Cleaning up will be expensive -- the CBO calculates (at 2) Fan and Fred "added $291 billion to CBO’s August 2009 baseline estimate of the federal deficit for fiscal year 2009," and will require a further $79 billion subsidy over the next decade. This is far larger than the costs for TARP's bailout of banks.
Yet, President Obama's newly proposed 2011 budget excludes Fannie and Freddie, claiming both "are private companies . . . not backed by the full faith and credit of the Federal Government." Obama's 2010 budget did the same (see CBO at 2 n.5).
That dog won't hunt. As a reminder, the GSEs always tapped taxpayers (CBO at 4):
Historically, their federal charters have allowed the two entities to borrow at interest rates lower than those paid by comparable finance companies without such a charter and close to those paid by the Treasury. Investors viewed the charters as an implicit federal guarantee of the entities’ debt obligations, despite the government’s assertions to the contrary. Reinforcing that view, Fannie Mae and Freddie Mac were subject to less onerous capital requirements than other regulated financial institutions. The lower borrowing costs enjoyed by the two entities flowed to participants in the housing market in the form of lower mortgage rates and to the entities' stockholders in the form of higher profits.And any possible fable that Fannie and Freddie weren't Federal ended when (CBO at 6) "the Federal Housing Finance Agency placed them into conservatorship in September 2008, giving control of the entities to the federal government."

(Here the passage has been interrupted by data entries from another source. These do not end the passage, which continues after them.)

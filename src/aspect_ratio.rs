//! The fixed catalog of aspect ratios offered for generation.

use std::fmt;

use rand::Rng;
use rand::prelude::*;
use serde::{Serialize, Serializer};

/// A named aspect ratio with explicit pixel dimensions.
#[derive(Clone, Copy, Debug, Eq, PartialEq, Hash)]
pub enum AspectRatio {
    /// 4:3
    Landscape4x3,
    /// 3:4
    Portrait3x4,
    /// 16:9
    Landscape16x9,
    /// 9:16
    Portrait9x16,
    /// 1:1
    Square,
}

impl AspectRatio {
    /// Every ratio in the catalog.
    pub const ALL: [AspectRatio; 5] = [
        AspectRatio::Landscape4x3,
        AspectRatio::Portrait3x4,
        AspectRatio::Landscape16x9,
        AspectRatio::Portrait9x16,
        AspectRatio::Square,
    ];

    /// The ratio's display name, eg `16:9`.
    pub fn name(self) -> &'static str {
        match self {
            Self::Landscape4x3 => "4:3",
            Self::Portrait3x4 => "3:4",
            Self::Landscape16x9 => "16:9",
            Self::Portrait9x16 => "9:16",
            Self::Square => "1:1",
        }
    }

    /// Width in pixels.
    pub fn width(self) -> u32 {
        self.dimensions().0
    }

    /// Height in pixels.
    pub fn height(self) -> u32 {
        self.dimensions().1
    }

    fn dimensions(self) -> (u32, u32) {
        match self {
            Self::Landscape4x3 => (768, 576),
            Self::Portrait3x4 => (576, 768),
            Self::Landscape16x9 => (832, 468),
            Self::Portrait9x16 => (468, 832),
            Self::Square => (640, 640),
        }
    }

    /// Composition hint appended to prompts rendered at this ratio.
    pub fn composition_hint(self) -> &'static str {
        match self {
            Self::Landscape4x3 => "wide composition, horizontal framing",
            Self::Portrait3x4 => "vertical composition, tall framing",
            Self::Landscape16x9 => "cinematic wide composition",
            Self::Portrait9x16 => "vertical cinematic composition",
            Self::Square => "centered composition",
        }
    }

    /// Width and height, each clamped to `max_dimension` when one is set.
    pub fn clamped_dimensions(self, max_dimension: Option<u32>) -> (u32, u32) {
        let (width, height) = self.dimensions();
        match max_dimension {
            Some(max) => (width.min(max), height.min(max)),
            None => (width, height),
        }
    }

    /// Name with the colon swapped out, safe to use in a filename.
    pub fn file_segment(self) -> String {
        self.name().replace(':', "_")
    }

    /// Uniform pick from the catalog.
    pub fn random<R: Rng + ?Sized>(rng: &mut R) -> Self {
        *Self::ALL.choose(rng).unwrap_or(&AspectRatio::Square)
    }
}

impl fmt::Display for AspectRatio {
    fn fmt(&self, f: &mut fmt::Formatter<'_>) -> fmt::Result {
        f.write_str(self.name())
    }
}

impl Serialize for AspectRatio {
    fn serialize<S: Serializer>(&self, serializer: S) -> Result<S::Ok, S::Error> {
        serializer.serialize_str(self.name())
    }
}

Remember when Obama promised to restore fiscal sanity? Remember when he vowed his Administration would "[r]eturn to honest budgeting . . . [because] in the past several years, budget tricks were used to make the government's books seem stronger than they actually were"? Actually, that last quote came from WhiteHouse.gov, so the President's still blaming Bush for his non-transparent transgressions.
Even Representative Barney Frank would abolish Fannie and Freddie. The President prefers to hide the ball. So much for "hope" and "change."